Friday, April 19, 2013


I am surrounded
Surrounded by beauty even if I don't see it all the time
Surrounded by love even when I don't feel it.
And I am not alone, even when I feel lonely.
It is amazing because I thouhgt it would take alot of work to affirm this within myself.
Life is too easy.
Difficulties and oppression will always surface, but its too easy, and you overlook that in time.
It is amazing how...the universe answers the call of open hearts.

Even when I am failing before myself, I am surrounded by the flow. The flow of life itself. The living water that pour torrential rains upon my parched soul.

Thursday, April 18, 2013

Dancing in the sea of nebulaic fantasy. Even though originality feels far from me.

Thursday, April 11, 2013

So the cute girl from down the hall showed me a piece of her heart in the form of her blog. Its interesting to see...her. She's like a reflective mirror to my life. I see alot of my own thoughts and experiences in her words. I guess I just wish I knew what works for me like what works for her.
I'm an old soul, but still a young child. What a conflicting fucking way to live.
Wish I had the same passion as those around me, but too often did I see through the mock-up.
Wish I could perform the same way, but for too long did I find no worth any thing tangible.
Wish I could give to those who have none, but what all I have to offer seems but worthless.

I ain't much, and I never cared for much, or at least I tell myself I don't.
Ain't shit out there that I really want to attest myself to.
What do I live for? Nothing really. Only reason I haven't left was because of the people around me.
I don't wanna cause pain when I die, but I seem to cause too much trouble when I'm alive.
Or at least...I think I'm alive. Maybe this soulessness thats been attacking me has finally reached its goal.

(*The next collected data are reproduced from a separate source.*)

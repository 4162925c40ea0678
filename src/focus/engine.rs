// SPDX-FileCopyrightText: 2026 Bruno Meilick
// SPDX-License-Identifier: LicenseRef-Matchtally-FreeUse-NoCopy-NoDerivatives
//
// All rights reserved.
//
// This file is part of Matchtally and is proprietary software.
// Unauthorized copying, modification, or distribution is prohibited.

use chrono::{DateTime, Utc};

use crate::model::{truncate_to_millis, MatchRecord, MatchTypeId};
use crate::state::AppState;

use super::renderer::{ItemKey, Renderer};
use super::zone::{FocusState, Zone};

#[derive(Debug, Clone, Copy, PartialEq, Eq)]
pub enum Direction {
    Previous,
    Next,
}

#[derive(Debug, Clone, Copy, PartialEq, Eq)]
pub enum Vertical {
    Up,
    Down,
}

impl From<Direction> for Vertical {
    fn from(direction: Direction) -> Self {
        match direction {
            Direction::Previous => Self::Up,
            Direction::Next => Self::Down,
        }
    }
}

#[derive(Debug, Clone, PartialEq, Eq)]
pub enum Command {
    PrimaryMove(Direction),
    SecondaryMove(Direction),
    Activate,
    Defocus,
    Refocus,
    DirectClick { zone: Zone, index: usize },
    SelectParentHotkey(char),
    ToggleMatchTypes,
    ToggleCharacters,
    ClearCharacters,
    UndoLastMatch,
}

/// What a command changed beyond the cursor, so the caller knows what to persist.
#[derive(Debug, Clone, PartialEq, Eq)]
pub enum Activation {
    None,
    SectionToggled,
    SelectionChanged,
    MatchTypeChanged,
    Saved(MatchRecord),
    Undone(MatchRecord),
}

/// Applies navigation commands to an [`AppState`] against a live [`Renderer`].
pub struct Navigator<'a, R: Renderer + ?Sized> {
    state: &'a mut AppState,
    renderer: &'a mut R,
    now: DateTime<Utc>,
}
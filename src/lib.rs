// SPDX-FileCopyrightText: 2026 Bruno Meilick
// SPDX-License-Identifier: LicenseRef-Matchtally-FreeUse-NoCopy-NoDerivatives
//
// All rights reserved.
//
// This file is part of Matchtally and is proprietary software.
// Unauthorized copying, modification, or distribution is prohibited.

//! Matchtally: a keyboard-first match result tracker.
//!
//! The focus engine (`focus`) drives a form of match type, characters, and result over an
//! explicit [`state::AppState`]; `store` persists it, `format` and `ops` move it in and out, and
//! `tui` puts it on a terminal.

pub mod focus;
pub mod format;
pub mod model;
pub mod ops;
pub mod query;
pub mod state;
pub mod store;
pub mod tui;
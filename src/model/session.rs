// SPDX-FileCopyrightText: 2026 Bruno Meilick
// SPDX-License-Identifier: LicenseRef-Matchtally-FreeUse-NoCopy-NoDerivatives
//
// All rights reserved.
//
// This file is part of Matchtally and is proprietary software.
// Unauthorized copying, modification, or distribution is prohibited.

use chrono::{DateTime, Local, TimeZone, Utc};

use super::ids::SessionId;
use super::record::{truncate_to_millis, MatchLog};
use super::selection::Outcome;
use super::settings::SessionAutoReset;

/// The current logging session, identified by its start instant.
#[derive(Debug, Clone, Copy, PartialEq, Eq)]
pub struct Session {
    start: DateTime<Utc>,
}

impl Session {
    pub fn starting_at(start: DateTime<Utc>) -> Self {
        Self {
            start: truncate_to_millis(start),
        }
    }

    pub fn start(&self) -> DateTime<Utc> {
        self.start
    }

    pub fn id(&self) -> SessionId {
        SessionId::from_millis(self.start.timestamp_millis())
    }

    pub fn summarize(&self, log: &MatchLog) -> SessionSummary {
        let mut summary = SessionSummary::default();
        for record in log.filtered_by_session(self.id()) {
            summary.matches += 1;
            if record.result == Outcome::Win {
                summary.wins += 1;
            }
        }
        summary
    }
}

/// Match count and wins of a session that just ended.
#[derive(Debug, Clone, Copy, Default, PartialEq, Eq)]
pub struct SessionSummary {
    pub matches: usize,
    pub wins: usize,
}

impl SessionSummary {
    pub fn win_rate_percent(&self) -> f64 {
        if self.matches == 0 {
            return 0.0;
        }
        self.wins as f64 * 100.0 / self.matches as f64
    }
}

#[derive(Debug, Clone, Copy, PartialEq)]
pub struct SessionStart {
    pub session: Session,
    /// Set when a stored session was replaced.
    pub ended: Option<SessionSummary>,
}

/// Decides at launch whether the stored session continues, using the local calendar for
/// [`SessionAutoReset::Daily`].
pub fn resume_or_reset(
    stored: Option<DateTime<Utc>>,
    policy: SessionAutoReset,
    now: DateTime<Utc>,
    log: &MatchLog,
) -> SessionStart {
    resume_or_reset_in(stored, policy, now, log, &Local)
}

pub fn resume_or_reset_in<Tz: TimeZone>(
    stored: Option<DateTime<Utc>>,
    policy: SessionAutoReset,
    now: DateTime<Utc>,
    log: &MatchLog,
    tz: &Tz,
) -> SessionStart {
    let Some(stored) = stored else {
        return SessionStart {
            session: Session::starting_at(now),
            ended: None,
        };
    };

    let reset = match policy {
        SessionAutoReset::Manual => false,
        SessionAutoReset::OnLaunch => true,
        SessionAutoReset::Daily => {
            stored.with_timezone(tz).date_naive() != now.with_timezone(tz).date_naive()
        }
    };

    let previous = Session::starting_at(stored);
    if reset {
        SessionStart {
            session: Session::starting_at(now),
            ended: Some(previous.summarize(log)),
        }
    } else {
        SessionStart {
            session: previous,
            ended: None,
        }
    }
}

#[cfg(test)]
mod tests {
    use chrono::{TimeZone, Utc};

    use super::{resume_or_reset_in, Session};
    use crate::model::{
        MatchLog, MatchRecord, MatchTypeId, Outcome, RecordId, SessionAutoReset,
    };

    fn log_with(session: &Session, results: &[Outcome]) -> MatchLog {
        let mut log = MatchLog::default();
        for (i, result) in results.iter().enumerate() {
            log.append(MatchRecord {
                id: RecordId::new(i as u64 + 1),
                parent: MatchTypeId::new("arcade").expect("id"),
                child: None,
                result: *result,
                characters: Vec::new(),
                timestamp: session.start(),
                session: Some(session.id()),
            });
        }
        log
    }

    #[test]
    fn daily_keeps_session_on_same_day() {
        let start = Utc.with_ymd_and_hms(2026, 3, 1, 8, 0, 0).single().expect("ts");
        let now = Utc.with_ymd_and_hms(2026, 3, 1, 22, 0, 0).single().expect("ts");
        let out = resume_or_reset_in(
            Some(start),
            SessionAutoReset::Daily,
            now,
            &MatchLog::default(),
            &Utc,
        );
        assert_eq!(out.session.start(), start);
        assert!(out.ended.is_none());
    }

    #[test]
    fn daily_resets_on_new_day_and_summarizes() {
        let start = Utc.with_ymd_and_hms(2026, 3, 1, 8, 0, 0).single().expect("ts");
        let now = Utc.with_ymd_and_hms(2026, 3, 2, 9, 0, 0).single().expect("ts");
        let log = log_with(
            &Session::starting_at(start),
            &[Outcome::Win, Outcome::Loss, Outcome::Win, Outcome::Win],
        );
        let out = resume_or_reset_in(Some(start), SessionAutoReset::Daily, now, &log, &Utc);
        assert_eq!(out.session.start(), now);
        let ended = out.ended.expect("summary");
        assert_eq!(ended.matches, 4);
        assert_eq!(ended.wins, 3);
        assert!((ended.win_rate_percent() - 75.0).abs() < f64::EPSILON);
    }

    #[test]
    fn manual_never_resets_and_on_launch_always_does() {
        let start = Utc.with_ymd_and_hms(2025, 1, 1, 0, 0, 0).single().expect("ts");
        let now = Utc.with_ymd_and_hms(2026, 1, 1, 0, 0, 0).single().expect("ts");
        let log = MatchLog::default();
        let manual = resume_or_reset_in(Some(start), SessionAutoReset::Manual, now, &log, &Utc);
        assert_eq!(manual.session.start(), start);
        let launch = resume_or_reset_in(Some(now), SessionAutoReset::OnLaunch, now, &log, &Utc);
        assert!(launch.ended.is_some());
    }

    #[test]
    fn missing_session_starts_fresh_without_summary() {
        let now = Utc.with_ymd_and_hms(2026, 1, 1, 0, 0, 0).single().expect("ts");
        let out = resume_or_reset_in(
            None,
            SessionAutoReset::OnLaunch,
            now,
            &MatchLog::default(),
            &Utc,
        );
        assert_eq!(out.session.start(), now);
        assert!(out.ended.is_none());
    }
}
// SPDX-FileCopyrightText: 2026 Bruno Meilick
// SPDX-License-Identifier: LicenseRef-Matchtally-FreeUse-NoCopy-NoDerivatives
//
// All rights reserved.
//
// This file is part of Matchtally and is proprietary software.
// Unauthorized copying, modification, or distribution is prohibited.

use crate::model::{LogScope, MatchLog, MatchRecord, Outcome, Session};

#[derive(Debug, Clone, Copy, Default, PartialEq, Eq)]
pub struct Stats {
    pub total: usize,
    pub wins: usize,
    pub losses: usize,
    pub draws: usize,
}

impl Stats {
    pub fn from_records<'a>(records: impl IntoIterator<Item = &'a MatchRecord>) -> Self {
        let mut stats = Self::default();
        for record in records {
            stats.total += 1;
            match record.result {
                Outcome::Win => stats.wins += 1,
                Outcome::Loss => stats.losses += 1,
                Outcome::Draw => stats.draws += 1,
            }
        }
        stats
    }

    /// Wins over all matches (draws included) in percent; zero for an empty set.
    pub fn win_rate_percent(&self) -> f64 {
        if self.total == 0 {
            return 0.0;
        }
        self.wins as f64 * 100.0 / self.total as f64
    }

    /// Win rate with one decimal, e.g. `"66.7%"`.
    pub fn win_rate_label(&self) -> String {
        format!("{:.1}%", self.win_rate_percent())
    }
}

pub fn stats_for(log: &MatchLog, scope: LogScope, session: &Session) -> Stats {
    Stats::from_records(log.scoped(scope, session.id()))
}

#[cfg(test)]
mod tests {
    use chrono::{TimeZone, Utc};

    use super::{stats_for, Stats};
    use crate::model::{
        LogScope, MatchLog, MatchRecord, MatchTypeId, Outcome, RecordId, Session, SessionId,
    };

    fn record(id: u64, result: Outcome, session: Option<i64>, millis: i64) -> MatchRecord {
        MatchRecord {
            id: RecordId::new(id),
            parent: MatchTypeId::new("arcade").expect("id"),
            child: None,
            result,
            characters: Vec::new(),
            timestamp: Utc.timestamp_millis_opt(millis).single().expect("ts"),
            session: session.map(SessionId::from_millis),
        }
    }

    #[test]
    fn scopes_split_all_time_and_session() {
        let session = Session::starting_at(Utc.timestamp_millis_opt(5_000).single().expect("ts"));
        let log = MatchLog::from_records(vec![
            record(1, Outcome::Win, Some(1_000), 1_500),
            record(2, Outcome::Loss, Some(5_000), 5_500),
            record(3, Outcome::Win, Some(5_000), 6_000),
            record(4, Outcome::Draw, None, 7_000),
        ]);

        let all = stats_for(&log, LogScope::AllTime, &session);
        assert_eq!(
            all,
            Stats {
                total: 4,
                wins: 2,
                losses: 1,
                draws: 1
            }
        );
        assert_eq!(all.win_rate_label(), "50.0%");

        let current = stats_for(&log, LogScope::Session, &session);
        assert_eq!(current.total, 3);
        assert_eq!(current.win_rate_label(), "33.3%");
    }

    #[test]
    fn empty_log_has_zero_rate() {
        assert_eq!(Stats::default().win_rate_label(), "0.0%");
    }
}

In terms of the brain department, all I have is but the rehashing of old elements from re-occuring dreams of yesteryear. I'm but a blank emptied slate to the infinite white of tomorrow, and evenso, all I see is black.

Monday, April 8, 2013

Just a bit damned tired of not being able to express myself in the magnitude that I strive for. I might have to just lock myself in silence forever until I actually master the manipulation of the base energies of life where lightning bolts literally shoot out my eyesockets and shit.
A heavy sigh as I return back to the drawing board, watching the old etchings and markings dance around before my very eyes. Any attempt to perform something new is but a derivative of what was once a streaming of that chalk powder. After all is said and done, I'm but left with the sweet whispers that echo from her heart.
I am but saddened because I know I speak so much more in my stilled silence than the seemingly fantastic speech that is shown forth into this world. It amounts to nothing truly, as the living art that dwells within me is sooo much more. I only ask daily that God give me some form or some way to transcribe the pure essence of not just the greatest days of my life that he continues to bring me towards, but the menagerie of experiences and occurrences that came to fruition. Even though we were alone, I felt so sheltered from what she truly wished to say in those moonlit nights. All I see is this fear that streams from her, second guessing tomorrow.

It takes so much to even attempt to get people to understand that I am not here. And what I see, what I feel, does not take place here. What I search for daily, is not found here. Even as I simply stared at the emptied bed, her smile was so ever present. Even as I laid alone in those nights, I knew I stared up at the night sky alongside her. The heavy rains only came because tears were running down her tulip cheeks that reminds me of the endless fields of Italy in another time. That spring wonderland where my heart once resided many a lifetime ago.

I have no reason to live for myself. Nothing fills me in this void world. The only thing that brings me satisfaction is giving all that I am to one that I may call my lover. And I feel as if the one thing that keeps me from doing so is the belief that I am but the most tainted and distorted figure.

And after all of these wasteful thoughts, I only wonder if she knows, that I know, that I am not without her. That I feel her gentle caress against my skin. Her hands may be cold, but her heart is set ablaze akin to the old souls that dance before me.